Exercise instructions ->
State how many lines of the data contain the word "adjacent", and write nothing besides the number.

Dataset content ->

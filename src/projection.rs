// SPDX-License-Identifier: AGPL-3.0-or-later
// SPDX-FileCopyrightText: 2025 Jonathan D.A. Jewell
//! Bipartite-to-unipartite projection via shortest-path filtering
//!
//! Two agencies are linked in the projection iff their shortest-path distance
//! in the full bipartite graph is exactly 2, i.e. at least one vendor is
//! adjacent to both. Distance computation is delegated to a pluggable
//! [`ShortestPathOracle`].

use crate::graph::{ContractGraph, GraphError};
use crate::types::{NodeClass, ProjectedEdge, ProjectedGraph};
use anyhow::{Context, Result};
use petgraph::graph::{NodeIndex, UnGraph};
use std::collections::{BTreeSet, HashMap, HashSet};
use std::fs;
use std::path::Path;

/// All shortest-path distances from one source node in an unweighted graph.
///
/// Any all-pairs or multi-source algorithm can sit behind this seam; the
/// projector only reads distances, never paths.
pub trait ShortestPathOracle {
    /// Distances from `source` to every reachable node, in hops.
    /// Unreachable nodes are absent from the map.
    fn distances(
        &self,
        graph: &UnGraph<String, f64>,
        source: NodeIndex,
    ) -> HashMap<NodeIndex, usize>;
}

/// Default oracle: library-provided Dijkstra with unit edge cost
pub struct UnitCostOracle;

impl ShortestPathOracle for UnitCostOracle {
    fn distances(
        &self,
        graph: &UnGraph<String, f64>,
        source: NodeIndex,
    ) -> HashMap<NodeIndex, usize> {
        petgraph::algo::dijkstra(graph, source, None, |_| 1_usize)
    }
}

/// Project the bipartite graph onto the `target` class.
///
/// Pure function of its inputs: the graph is only read, and the returned
/// [`ProjectedGraph`] is a new immutable value. Unreachable pairs are simply
/// absent from the result.
///
/// # Errors
///
/// [`GraphError::EmptyClass`] when the graph holds no node of `target` class;
/// [`GraphError::InvalidGraph`] when two target-class nodes turn out to be at
/// distance 1, which means the bipartite invariant was broken upstream.
pub fn project<O>(
    graph: &ContractGraph,
    target: NodeClass,
    oracle: &O,
) -> Result<ProjectedGraph, GraphError>
where
    O: ShortestPathOracle + ?Sized,
{
    let members = graph.nodes_of_class(target);
    if members.is_empty() {
        return Err(GraphError::EmptyClass(target));
    }

    let member_set: HashSet<NodeIndex> = members.iter().map(|(_, idx)| *idx).collect();

    let mut pairs: BTreeSet<(String, String)> = BTreeSet::new();
    for (label, idx) in &members {
        let dist = oracle.distances(graph.topology(), *idx);
        for (other_idx, d) in dist {
            if other_idx == *idx || !member_set.contains(&other_idx) {
                continue;
            }
            let other = graph.label(other_idx);
            match d {
                1 => {
                    return Err(GraphError::InvalidGraph(format!(
                        "{label} and {other} are adjacent {target} nodes"
                    )));
                }
                2 => {
                    let (a, b) = if *label <= other {
                        ((*label).to_string(), other.to_string())
                    } else {
                        (other.to_string(), (*label).to_string())
                    };
                    pairs.insert((a, b));
                }
                _ => {}
            }
        }
    }

    let neighbor_sets: HashMap<&str, HashSet<NodeIndex>> = members
        .iter()
        .map(|(label, idx)| (*label, graph.topology().neighbors(*idx).collect()))
        .collect();

    let edges = pairs
        .into_iter()
        .map(|(a, b)| {
            let shared = neighbor_sets[a.as_str()]
                .intersection(&neighbor_sets[b.as_str()])
                .count() as u64;
            ProjectedEdge {
                a,
                b,
                shared_vendors: shared,
            }
        })
        .collect();

    let nodes = members.iter().map(|(label, _)| (*label).to_string()).collect();

    Ok(ProjectedGraph { nodes, edges })
}

/// Load a projection from a directory containing projection.json.
///
/// A missing file yields an empty projection.
pub fn load(dir: &Path) -> Result<ProjectedGraph> {
    let path = dir.join("projection.json");
    if !path.exists() {
        return Ok(ProjectedGraph::default());
    }
    let content =
        fs::read_to_string(&path).with_context(|| format!("Failed to read {}", path.display()))?;
    serde_json::from_str(&content).with_context(|| format!("Failed to parse {}", path.display()))
}

/// Save a projection to a directory
pub fn save(projection: &ProjectedGraph, dir: &Path) -> Result<()> {
    fs::create_dir_all(dir)
        .with_context(|| format!("Failed to create directory {}", dir.display()))?;
    let path = dir.join("projection.json");
    let json =
        serde_json::to_string_pretty(projection).context("Failed to serialize projection")?;
    fs::write(&path, json).with_context(|| format!("Failed to write {}", path.display()))?;
    Ok(())
}

/// Export a projection to DOT format for Graphviz
#[must_use]
pub fn to_dot(projection: &ProjectedGraph) -> String {
    let mut dot = String::from("graph agencies {\n");
    dot.push_str("  node [shape=box, style=rounded];\n\n");

    for node in &projection.nodes {
        dot.push_str(&format!("  \"{node}\";\n"));
    }

    dot.push('\n');
    for edge in &projection.edges {
        dot.push_str(&format!(
            "  \"{}\" -- \"{}\" [label=\"{}\"];\n",
            edge.a, edge.b, edge.shared_vendors
        ));
    }

    dot.push_str("}\n");
    dot
}

/// Export a projection as a plain edge list, one canonical pair per line
#[must_use]
pub fn to_edge_list(projection: &ProjectedGraph) -> String {
    let mut out = String::new();
    for edge in &projection.edges {
        out.push_str(&format!("{}\t{}\t{}\n", edge.a, edge.b, edge.shared_vendors));
    }
    out
}

#[cfg(test)]
mod tests {
    use super::*;
    use crate::types::{AgencyNode, ContractEdge, GraphStore, VendorNode};

    fn store(agencies: &[&str], vendors: &[&str], edges: &[(&str, &str)]) -> GraphStore {
        GraphStore {
            agencies: agencies
                .iter()
                .map(|name| AgencyNode {
                    name: (*name).into(),
                    contract_count: 1,
                    vendor_count: 1,
                    total_amount: 100.0,
                })
                .collect(),
            vendors: vendors
                .iter()
                .map(|name| VendorNode {
                    name: (*name).into(),
                    vendor_id: None,
                    contract_count: 1,
                    agency_count: 1,
                    total_amount: 100.0,
                })
                .collect(),
            edges: edges
                .iter()
                .map(|(agency, vendor)| ContractEdge {
                    agency: (*agency).into(),
                    vendor: (*vendor).into(),
                    contract_count: 1,
                    total_amount: 100.0,
                })
                .collect(),
        }
    }

    fn pairs(projection: &ProjectedGraph) -> Vec<(&str, &str)> {
        projection
            .edges
            .iter()
            .map(|e| (e.a.as_str(), e.b.as_str()))
            .collect()
    }

    #[test]
    fn test_single_shared_vendor() {
        // V1 serves A and B; C is isolated.
        let graph = ContractGraph::from_store(store(
            &["A", "B", "C"],
            &["V1"],
            &[("A", "V1"), ("B", "V1")],
        ))
        .unwrap();

        let projection = project(&graph, NodeClass::Agency, &UnitCostOracle).unwrap();

        assert_eq!(pairs(&projection), vec![("A", "B")]);
        assert_eq!(projection.isolated_nodes(), vec!["C"]);
    }

    #[test]
    fn test_chain_is_not_transitive() {
        // V1 serves A,B and V2 serves B,C: A and C sit at distance 4.
        let graph = ContractGraph::from_store(store(
            &["A", "B", "C"],
            &["V1", "V2"],
            &[("A", "V1"), ("B", "V1"), ("B", "V2"), ("C", "V2")],
        ))
        .unwrap();

        let projection = project(&graph, NodeClass::Agency, &UnitCostOracle).unwrap();

        assert_eq!(pairs(&projection), vec![("A", "B"), ("B", "C")]);
    }

    #[test]
    fn test_shared_vendor_triangle() {
        let graph = ContractGraph::from_store(store(
            &["A", "B", "C"],
            &["V1"],
            &[("A", "V1"), ("B", "V1"), ("C", "V1")],
        ))
        .unwrap();

        let projection = project(&graph, NodeClass::Agency, &UnitCostOracle).unwrap();

        assert_eq!(pairs(&projection), vec![("A", "B"), ("A", "C"), ("B", "C")]);
        assert!(projection.isolated_nodes().is_empty());
    }

    #[test]
    fn test_shared_vendor_count() {
        let graph = ContractGraph::from_store(store(
            &["A", "B"],
            &["V1", "V2", "V3"],
            &[
                ("A", "V1"),
                ("B", "V1"),
                ("A", "V2"),
                ("B", "V2"),
                ("A", "V3"),
            ],
        ))
        .unwrap();

        let projection = project(&graph, NodeClass::Agency, &UnitCostOracle).unwrap();

        assert_eq!(projection.edges.len(), 1);
        assert_eq!(projection.edges[0].shared_vendors, 2);
    }

    #[test]
    fn test_vendor_projection() {
        // The projector works symmetrically on the vendor class.
        let graph = ContractGraph::from_store(store(
            &["A"],
            &["V1", "V2"],
            &[("A", "V1"), ("A", "V2")],
        ))
        .unwrap();

        let projection = project(&graph, NodeClass::Vendor, &UnitCostOracle).unwrap();

        assert_eq!(pairs(&projection), vec![("V1", "V2")]);
    }

    #[test]
    fn test_empty_class() {
        let graph = ContractGraph::from_store(store(&["A"], &[], &[])).unwrap();

        let err = project(&graph, NodeClass::Vendor, &UnitCostOracle).unwrap_err();
        assert!(matches!(err, GraphError::EmptyClass(NodeClass::Vendor)));
    }

    #[test]
    fn test_distance_one_detected() {
        // An oracle reporting distance 1 between agencies marks a broken
        // invariant even though construction validated the store.
        struct BrokenOracle;
        impl ShortestPathOracle for BrokenOracle {
            fn distances(
                &self,
                graph: &UnGraph<String, f64>,
                source: NodeIndex,
            ) -> HashMap<NodeIndex, usize> {
                graph
                    .node_indices()
                    .filter(|idx| *idx != source)
                    .map(|idx| (idx, 1))
                    .collect()
            }
        }

        let graph = ContractGraph::from_store(store(
            &["A", "B"],
            &["V1"],
            &[("A", "V1"), ("B", "V1")],
        ))
        .unwrap();

        let err = project(&graph, NodeClass::Agency, &BrokenOracle).unwrap_err();
        assert!(matches!(err, GraphError::InvalidGraph(_)));
    }

    #[test]
    fn test_projection_is_deterministic() {
        let graph = ContractGraph::from_store(store(
            &["A", "B", "C", "D"],
            &["V1", "V2"],
            &[("A", "V1"), ("B", "V1"), ("C", "V2"), ("D", "V2"), ("B", "V2")],
        ))
        .unwrap();

        let first = project(&graph, NodeClass::Agency, &UnitCostOracle).unwrap();
        let second = project(&graph, NodeClass::Agency, &UnitCostOracle).unwrap();

        assert_eq!(first, second);
    }

    #[test]
    fn test_to_dot_and_edge_list() {
        let graph = ContractGraph::from_store(store(
            &["A", "B"],
            &["V1"],
            &[("A", "V1"), ("B", "V1")],
        ))
        .unwrap();

        let projection = project(&graph, NodeClass::Agency, &UnitCostOracle).unwrap();

        let dot = to_dot(&projection);
        assert!(dot.contains("graph agencies"));
        assert!(dot.contains("\"A\" -- \"B\""));

        let edges = to_edge_list(&projection);
        assert_eq!(edges, "A\tB\t1\n");
    }
}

Answer box ->
2